//! Public API scenarios for the diagram engine

use hppuml::prelude::*;
use std::path::PathBuf;

fn fixture(name: &str) -> PathBuf {
    PathBuf::from(env!("CARGO_MANIFEST_DIR"))
        .join("tests/fixtures")
        .join(name)
}

fn links(list: &[Relationship]) -> Vec<String> {
    list.iter().map(Render::render).collect()
}

fn from_source(source: &str) -> Diagram {
    let mut diagram = Diagram::new();
    diagram.create_from_string(source).unwrap();
    diagram
}

#[test]
fn test_single_inheritance() {
    let diagram = from_source("class A{}; class B : A{};");
    assert_eq!(links(diagram.inheritance_list()), vec!["A <|-- B\n"]);
    assert_eq!(
        diagram.render().unwrap(),
        "@startuml\n\nclass A {\n}\n\nclass B {\n}\n\nA <|-- B\n\n@enduml\n"
    );
}

#[test]
fn test_member_of_another_class_is_composition() {
    let diagram = from_source("class B{}; class A{B obj;};");
    assert_eq!(links(diagram.aggregation_list()), vec!["A *-- B\n"]);
}

#[test]
fn test_enum_body() {
    let uml = hppuml::render("enum Test { A = 2, B = 1, CD = 0 };").unwrap();
    assert!(uml.contains("enum Test {\n\tA\n\tB\n\tCD\n}\n"));
}

#[test]
fn test_pointer_and_value_members_count_separately() {
    let diagram = from_source("class T {};\nclass Owner {\n  T* first;\n  T* second;\n  T third;\n};");
    assert_eq!(
        links(diagram.aggregation_list()),
        vec!["Owner \"2\" o-- T\n", "Owner *-- T\n"]
    );
}

#[test]
fn test_three_pointer_members_share_one_edge() {
    let diagram = from_source("class T {};\nclass Owner { T* a; T* b; const T* c; };");
    assert_eq!(diagram.aggregation_list().len(), 1);
    let link = &diagram.aggregation_list()[0];
    assert_eq!(link.kind, RelationshipKind::Aggregation);
    assert_eq!(link.count, 3);
    assert_eq!(link.render(), "Owner \"3\" o-- T\n");
}

#[test]
fn test_unknown_types_produce_no_edges() {
    let diagram = from_source(
        "class Widget : public QObject {\n  QString _title;\n  Layout* _layout;\n};",
    );
    assert!(diagram.inheritance_list().is_empty());
    assert!(diagram.aggregation_list().is_empty());
}

#[test]
fn test_full_render_with_namespace_and_nested_enum() {
    let source = r#"
namespace app {
class Engine {
public:
  void Start();
private:
  int _rpm;
};
}
class Car {
public:
  enum Gear { PARK, DRIVE };
  Car();
private:
  app::Engine* _engine;
};
"#;
    let uml = from_source(source).render().unwrap();
    assert_eq!(
        uml,
        concat!(
            "@startuml\n\n",
            "class Car {\n\t+Car()\n\t-_engine : app::Engine*\n}\n\n",
            "enum Car::Gear {\n\tDRIVE\n\tPARK\n}\n\n",
            "namespace app {\n\tclass Engine {\n\t\t-_rpm : int\n\t\t+Start() : void\n\t}\n}\n\n",
            "Car o-- app.Engine\n\n",
            "Car +-- Car::Gear\n\n",
            "@enduml\n",
        )
    );
}

#[test]
fn test_abstract_template_class_header() {
    let uml = hppuml::render(
        "template <typename T>\nclass Repository {\npublic:\n  virtual T* Find(int id) = 0;\n};",
    )
    .unwrap();
    assert!(uml.contains(
        "abstract class Repository <template <typename T>> {\n\t+{abstract} Find(int id) : T*\n}\n"
    ));
}

#[test]
fn test_fixture_relationships() {
    let mut diagram = Diagram::with_config(DiagramConfig::default().with_dependency(true));
    diagram
        .create_from_file_list(&[fixture("vehicles.hpp"), fixture("garage.hpp")])
        .unwrap();

    assert_eq!(
        links(diagram.inheritance_list()),
        vec![
            "garage.Bay <|-- garage.Workshop\n",
            "Vehicle <|-- Car\n",
            "Vehicle <|-- Truck\n",
        ]
    );
    assert_eq!(
        links(diagram.aggregation_list()),
        vec![
            "garage.Bay o-- Vehicle\n",
            "garage.staff.Mechanic o-- garage.Bay\n",
            "Truck \"2\" o-- Car\n",
            "Vehicle *-- Fuel\n",
            "garage.Workshop *-- garage.Bay\n",
            "garage.Workshop *-- garage.staff.Mechanic\n",
        ]
    );
    assert_eq!(
        links(diagram.dependency_list()),
        vec![
            "Car <.. garage.Workshop\n",
            "Fuel <.. Car\n",
            "Truck <.. garage.Workshop\n",
        ]
    );
    assert_eq!(links(diagram.nesting_list()), vec!["Car +-- Car::Seat\n"]);
}

#[test]
fn test_duplicate_class_names_resolve_the_same_in_any_file_order() {
    let files = [fixture("simple_classes_1_2.hpp"), fixture("simple_classes_3.hpp")];
    let config = DiagramConfig::default().with_dependency(true);

    let mut forward = Diagram::with_config(config.clone());
    forward.create_from_file_list(&files).unwrap();
    let mut backward = Diagram::with_config(config);
    backward
        .create_from_file_list(&[files[1].clone(), files[0].clone()])
        .unwrap();

    let inheritance = links(forward.inheritance_list());
    assert!(inheritance.contains(&"Interface.Class04 <|-- Interface.Class04_derived\n".to_string()));
    assert!(inheritance.contains(
        &"Interface.Class04_derived <|-- Interface.NestedNamespace.Class04_ns\n".to_string()
    ));
    assert_eq!(inheritance, links(backward.inheritance_list()));
    assert_eq!(links(forward.aggregation_list()), links(backward.aggregation_list()));
    assert_eq!(links(forward.dependency_list()), links(backward.dependency_list()));
    assert_eq!(forward.render().unwrap(), backward.render().unwrap());
}

#[test]
fn test_fixture_entity_order() {
    let mut diagram = Diagram::new();
    diagram
        .create_from_file_list(&[fixture("garage.hpp"), fixture("vehicles.hpp")])
        .unwrap();

    let keys: Vec<_> = diagram
        .entities()
        .iter()
        .map(|e| format!("{} {}", e.kind(), e.name()))
        .collect();
    assert_eq!(
        keys,
        vec![
            "class Bay",
            "class Car",
            "class Truck",
            "class Vehicle",
            "class Workshop",
            "enum Fuel",
            "enum Shift",
            "struct Car::Seat",
            "struct Mechanic",
            "union Reading",
        ]
    );
}

#[test]
fn test_dependency_flag_controls_template_output() {
    let source = "class Log {};\nclass Job { public: void Run(Log& log); };";

    let plain = from_source(source).render().unwrap();
    assert!(!plain.contains("<.."));

    let mut with_deps = Diagram::with_config(DiagramConfig::default().with_dependency(true));
    with_deps.create_from_string(source).unwrap();
    assert!(with_deps.render().unwrap().contains("Log <.. Job\n"));
}

#[test]
fn test_render_is_idempotent_after_sort() {
    let mut diagram = Diagram::new();
    diagram
        .create_from_file_list(&[fixture("vehicles.hpp"), fixture("garage.hpp")])
        .unwrap();
    let first = diagram.render().unwrap();
    diagram.sort();
    assert_eq!(first, diagram.render().unwrap());
}

#[test]
fn test_anonymous_union_members() {
    let diagram = from_source(
        "union {\n  struct { float x; float y; };\n  struct { float rho; float phi; };\n  float vec[3];\n};",
    );
    let names: Vec<_> = diagram.entities().iter().map(Entity::name).collect();
    assert_eq!(
        names,
        vec![
            "anon_union_1::anon_struct_2",
            "anon_union_1::anon_struct_3",
            "anon_union_1",
        ]
    );
    let uml = diagram.render().unwrap();
    assert!(uml.contains("class anon_union_1 {\n\t+vec : float[]\n}\n"));
    assert_eq!(diagram.nesting_list().len(), 2);
}
//! Core types shared by the header parser and the diagram model

use std::fmt;
use std::str::FromStr;

/// Member access level
#[derive(Debug, Clone, Copy, PartialEq, Eq, Hash, PartialOrd, Ord)]
pub enum Scope {
    Public,    // +
    Private,   // -
    Protected, // #
}

impl Scope {
    /// Iteration order used when collecting members
    pub const ALL: [Scope; 3] = [Scope::Public, Scope::Private, Scope::Protected];

    pub fn as_str(self) -> &'static str {
        match self {
            Scope::Public => "public",
            Scope::Private => "private",
            Scope::Protected => "protected",
        }
    }

    /// PlantUML visibility marker
    pub fn to_char(self) -> char {
        match self {
            Scope::Public => '+',
            Scope::Private => '-',
            Scope::Protected => '#',
        }
    }

    pub fn from_keyword(keyword: &str) -> Option<Self> {
        match keyword {
            "public" => Some(Scope::Public),
            "private" => Some(Scope::Private),
            "protected" => Some(Scope::Protected),
            _ => None,
        }
    }
}

impl Default for Scope {
    fn default() -> Self {
        Scope::Private
    }
}

impl fmt::Display for Scope {
    fn fmt(&self, f: &mut fmt::Formatter<'_>) -> fmt::Result {
        f.write_str(self.as_str())
    }
}

/// Declaration kind of a diagram entity
#[derive(Debug, Clone, Copy, PartialEq, Eq, Hash, PartialOrd, Ord)]
pub enum ContainerKind {
    Class,
    Struct,
    Union,
    Enum,
}

impl ContainerKind {
    /// Keyword as written in C++ source
    pub fn as_str(self) -> &'static str {
        match self {
            ContainerKind::Class => "class",
            ContainerKind::Struct => "struct",
            ContainerKind::Union => "union",
            ContainerKind::Enum => "enum",
        }
    }

    /// Keyword used in the diagram header line
    ///
    /// PlantUML has no struct or union, both are drawn as classes.
    pub fn diagram_keyword(self) -> &'static str {
        match self {
            ContainerKind::Class | ContainerKind::Struct | ContainerKind::Union => "class",
            ContainerKind::Enum => "enum",
        }
    }

    /// Access level members get before any access specifier
    pub fn default_scope(self) -> Scope {
        match self {
            ContainerKind::Class => Scope::Private,
            ContainerKind::Struct | ContainerKind::Union | ContainerKind::Enum => Scope::Public,
        }
    }
}

impl FromStr for ContainerKind {
    type Err = String;

    fn from_str(s: &str) -> Result<Self, Self::Err> {
        match s {
            "class" => Ok(ContainerKind::Class),
            "struct" => Ok(ContainerKind::Struct),
            "union" => Ok(ContainerKind::Union),
            "enum" => Ok(ContainerKind::Enum),
            _ => Err(format!("Unknown container kind: {}", s)),
        }
    }
}

impl fmt::Display for ContainerKind {
    fn fmt(&self, f: &mut fmt::Formatter<'_>) -> fmt::Result {
        f.write_str(self.as_str())
    }
}
//! Class diagram model and rendering
//!
//! Entities and members, the relationships inferred between them, the
//! namespace tree used for layout, and the [`Diagram`] engine tying them
//! to the template renderer.

mod diagram;
mod entity;
mod member;
mod namespace;
mod relationship;
mod template;

pub use diagram::{Diagram, DiagramConfig};
pub use entity::{ClassEntity, EnumEntity, Entity};
pub use member::{EnumValue, Member, Method, Parameter, Variable};
pub use namespace::{build_tree, NamespaceItem, NamespaceNode};
pub use relationship::{Endpoint, Relationship, RelationshipKind};
pub use template::{RenderContext, TemplateRenderer, DEFAULT_TEMPLATE_NAME};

____

#### [WHAT IS EXPECTED]
Could you return the lines in the entries above that contain "staff"?

#### [SOLUTION FOR THIS PROBLEM]
            "garage.staff.Mechanic o-- garage.Bay\n",
            "garage.Workshop *-- garage.staff.Mechanic\n",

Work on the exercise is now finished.